Once you have read the records below, report how many lines contain the word "indexed", and give nothing besides that number.

• • • •

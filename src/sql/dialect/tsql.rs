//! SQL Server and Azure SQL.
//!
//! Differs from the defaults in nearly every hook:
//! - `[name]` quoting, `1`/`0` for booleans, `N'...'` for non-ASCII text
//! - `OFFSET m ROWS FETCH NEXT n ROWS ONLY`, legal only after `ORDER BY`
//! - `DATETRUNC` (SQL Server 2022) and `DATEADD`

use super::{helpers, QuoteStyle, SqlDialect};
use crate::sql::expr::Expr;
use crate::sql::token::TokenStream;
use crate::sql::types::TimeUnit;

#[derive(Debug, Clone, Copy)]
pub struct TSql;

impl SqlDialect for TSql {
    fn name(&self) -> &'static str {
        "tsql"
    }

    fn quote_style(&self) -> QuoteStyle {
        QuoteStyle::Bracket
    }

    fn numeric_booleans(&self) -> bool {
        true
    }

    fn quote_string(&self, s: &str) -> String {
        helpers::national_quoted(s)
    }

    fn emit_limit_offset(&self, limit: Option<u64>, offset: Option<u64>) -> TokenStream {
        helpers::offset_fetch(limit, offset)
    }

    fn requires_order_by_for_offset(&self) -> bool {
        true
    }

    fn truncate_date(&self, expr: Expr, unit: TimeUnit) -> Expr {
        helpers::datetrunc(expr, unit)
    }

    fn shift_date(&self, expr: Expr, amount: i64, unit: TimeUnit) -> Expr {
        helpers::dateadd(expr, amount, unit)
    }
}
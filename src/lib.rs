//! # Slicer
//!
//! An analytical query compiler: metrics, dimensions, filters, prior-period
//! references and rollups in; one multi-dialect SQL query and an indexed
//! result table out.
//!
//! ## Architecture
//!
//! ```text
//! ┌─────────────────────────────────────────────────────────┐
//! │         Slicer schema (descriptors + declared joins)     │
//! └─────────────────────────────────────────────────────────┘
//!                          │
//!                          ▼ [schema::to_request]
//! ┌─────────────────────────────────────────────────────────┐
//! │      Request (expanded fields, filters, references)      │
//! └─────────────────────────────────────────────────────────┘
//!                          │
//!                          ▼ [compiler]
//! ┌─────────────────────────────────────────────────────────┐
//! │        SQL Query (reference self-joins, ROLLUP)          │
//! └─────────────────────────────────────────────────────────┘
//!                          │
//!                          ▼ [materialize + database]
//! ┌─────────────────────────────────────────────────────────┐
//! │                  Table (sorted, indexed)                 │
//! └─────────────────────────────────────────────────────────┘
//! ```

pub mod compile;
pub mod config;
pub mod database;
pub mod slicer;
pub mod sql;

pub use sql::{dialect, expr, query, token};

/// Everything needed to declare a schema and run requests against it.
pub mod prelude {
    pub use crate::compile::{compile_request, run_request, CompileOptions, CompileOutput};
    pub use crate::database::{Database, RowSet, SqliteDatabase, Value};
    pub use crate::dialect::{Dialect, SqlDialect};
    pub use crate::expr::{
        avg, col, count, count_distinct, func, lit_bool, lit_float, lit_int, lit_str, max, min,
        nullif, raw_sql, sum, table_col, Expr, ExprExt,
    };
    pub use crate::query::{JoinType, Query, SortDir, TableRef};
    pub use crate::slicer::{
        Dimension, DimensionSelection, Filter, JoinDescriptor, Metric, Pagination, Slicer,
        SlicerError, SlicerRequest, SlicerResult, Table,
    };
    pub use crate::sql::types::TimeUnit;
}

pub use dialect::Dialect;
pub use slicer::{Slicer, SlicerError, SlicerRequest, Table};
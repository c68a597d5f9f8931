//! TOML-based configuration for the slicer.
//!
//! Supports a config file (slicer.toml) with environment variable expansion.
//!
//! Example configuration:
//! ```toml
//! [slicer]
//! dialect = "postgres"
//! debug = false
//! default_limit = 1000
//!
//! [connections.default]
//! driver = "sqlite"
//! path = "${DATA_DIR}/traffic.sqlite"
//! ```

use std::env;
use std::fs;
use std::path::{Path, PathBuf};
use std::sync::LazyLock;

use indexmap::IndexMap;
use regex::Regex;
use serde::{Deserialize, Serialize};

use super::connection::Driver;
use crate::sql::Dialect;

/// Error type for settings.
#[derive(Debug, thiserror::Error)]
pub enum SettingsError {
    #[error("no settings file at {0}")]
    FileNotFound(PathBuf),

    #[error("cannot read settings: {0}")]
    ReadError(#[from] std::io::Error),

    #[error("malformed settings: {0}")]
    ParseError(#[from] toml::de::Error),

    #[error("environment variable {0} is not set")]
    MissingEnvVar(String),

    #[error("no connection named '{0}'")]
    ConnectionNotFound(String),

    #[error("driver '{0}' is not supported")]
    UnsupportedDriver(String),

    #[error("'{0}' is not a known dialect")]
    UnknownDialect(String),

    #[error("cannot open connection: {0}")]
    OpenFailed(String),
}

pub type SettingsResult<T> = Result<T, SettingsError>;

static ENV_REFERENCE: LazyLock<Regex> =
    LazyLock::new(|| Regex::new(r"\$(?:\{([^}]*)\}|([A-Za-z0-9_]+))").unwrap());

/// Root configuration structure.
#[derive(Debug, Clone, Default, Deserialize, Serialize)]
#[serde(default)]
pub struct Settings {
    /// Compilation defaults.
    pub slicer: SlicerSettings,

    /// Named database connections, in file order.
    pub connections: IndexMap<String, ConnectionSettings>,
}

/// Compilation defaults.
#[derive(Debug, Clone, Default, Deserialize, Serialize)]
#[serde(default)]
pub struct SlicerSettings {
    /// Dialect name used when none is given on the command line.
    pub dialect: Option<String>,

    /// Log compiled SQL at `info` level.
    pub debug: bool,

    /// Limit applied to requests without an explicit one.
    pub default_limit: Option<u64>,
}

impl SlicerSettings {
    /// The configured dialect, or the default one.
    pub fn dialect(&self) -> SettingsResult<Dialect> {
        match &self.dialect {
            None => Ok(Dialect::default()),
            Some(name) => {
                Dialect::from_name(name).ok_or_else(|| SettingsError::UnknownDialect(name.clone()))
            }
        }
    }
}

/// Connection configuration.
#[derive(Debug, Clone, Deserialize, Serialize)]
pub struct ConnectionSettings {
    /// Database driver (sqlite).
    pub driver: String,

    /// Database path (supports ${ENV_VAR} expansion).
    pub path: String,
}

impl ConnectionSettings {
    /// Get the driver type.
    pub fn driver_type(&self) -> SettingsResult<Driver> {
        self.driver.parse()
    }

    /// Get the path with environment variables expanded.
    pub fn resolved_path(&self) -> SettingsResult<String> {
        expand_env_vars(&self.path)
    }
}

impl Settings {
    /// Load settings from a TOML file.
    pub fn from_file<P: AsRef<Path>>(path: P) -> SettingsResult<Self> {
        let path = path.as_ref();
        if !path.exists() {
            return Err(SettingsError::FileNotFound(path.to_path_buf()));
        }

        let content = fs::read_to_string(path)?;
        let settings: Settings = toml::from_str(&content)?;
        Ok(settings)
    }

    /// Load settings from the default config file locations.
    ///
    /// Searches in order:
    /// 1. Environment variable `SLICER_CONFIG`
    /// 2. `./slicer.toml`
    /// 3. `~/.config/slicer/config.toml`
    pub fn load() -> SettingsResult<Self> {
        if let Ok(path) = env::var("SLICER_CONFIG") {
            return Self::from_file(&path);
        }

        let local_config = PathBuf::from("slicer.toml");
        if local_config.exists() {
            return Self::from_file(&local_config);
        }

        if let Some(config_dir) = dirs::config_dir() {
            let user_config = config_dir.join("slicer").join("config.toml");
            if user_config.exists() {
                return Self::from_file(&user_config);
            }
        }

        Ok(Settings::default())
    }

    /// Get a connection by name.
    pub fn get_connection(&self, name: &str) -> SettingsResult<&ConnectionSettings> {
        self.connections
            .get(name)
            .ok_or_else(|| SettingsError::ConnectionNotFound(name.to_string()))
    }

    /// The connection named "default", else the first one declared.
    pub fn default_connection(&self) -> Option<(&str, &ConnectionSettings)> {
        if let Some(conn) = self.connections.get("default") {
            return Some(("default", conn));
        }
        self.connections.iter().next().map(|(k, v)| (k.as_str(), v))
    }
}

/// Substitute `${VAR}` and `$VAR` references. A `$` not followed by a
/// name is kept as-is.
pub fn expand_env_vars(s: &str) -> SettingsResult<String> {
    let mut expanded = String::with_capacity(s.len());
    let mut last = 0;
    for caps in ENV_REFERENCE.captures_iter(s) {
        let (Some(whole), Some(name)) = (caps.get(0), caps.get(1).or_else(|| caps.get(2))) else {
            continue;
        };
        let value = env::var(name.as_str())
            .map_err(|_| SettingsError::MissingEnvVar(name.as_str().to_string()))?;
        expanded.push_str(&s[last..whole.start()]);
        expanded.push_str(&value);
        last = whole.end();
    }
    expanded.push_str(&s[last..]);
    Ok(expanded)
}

• • • •

TASK SOLUTION:
2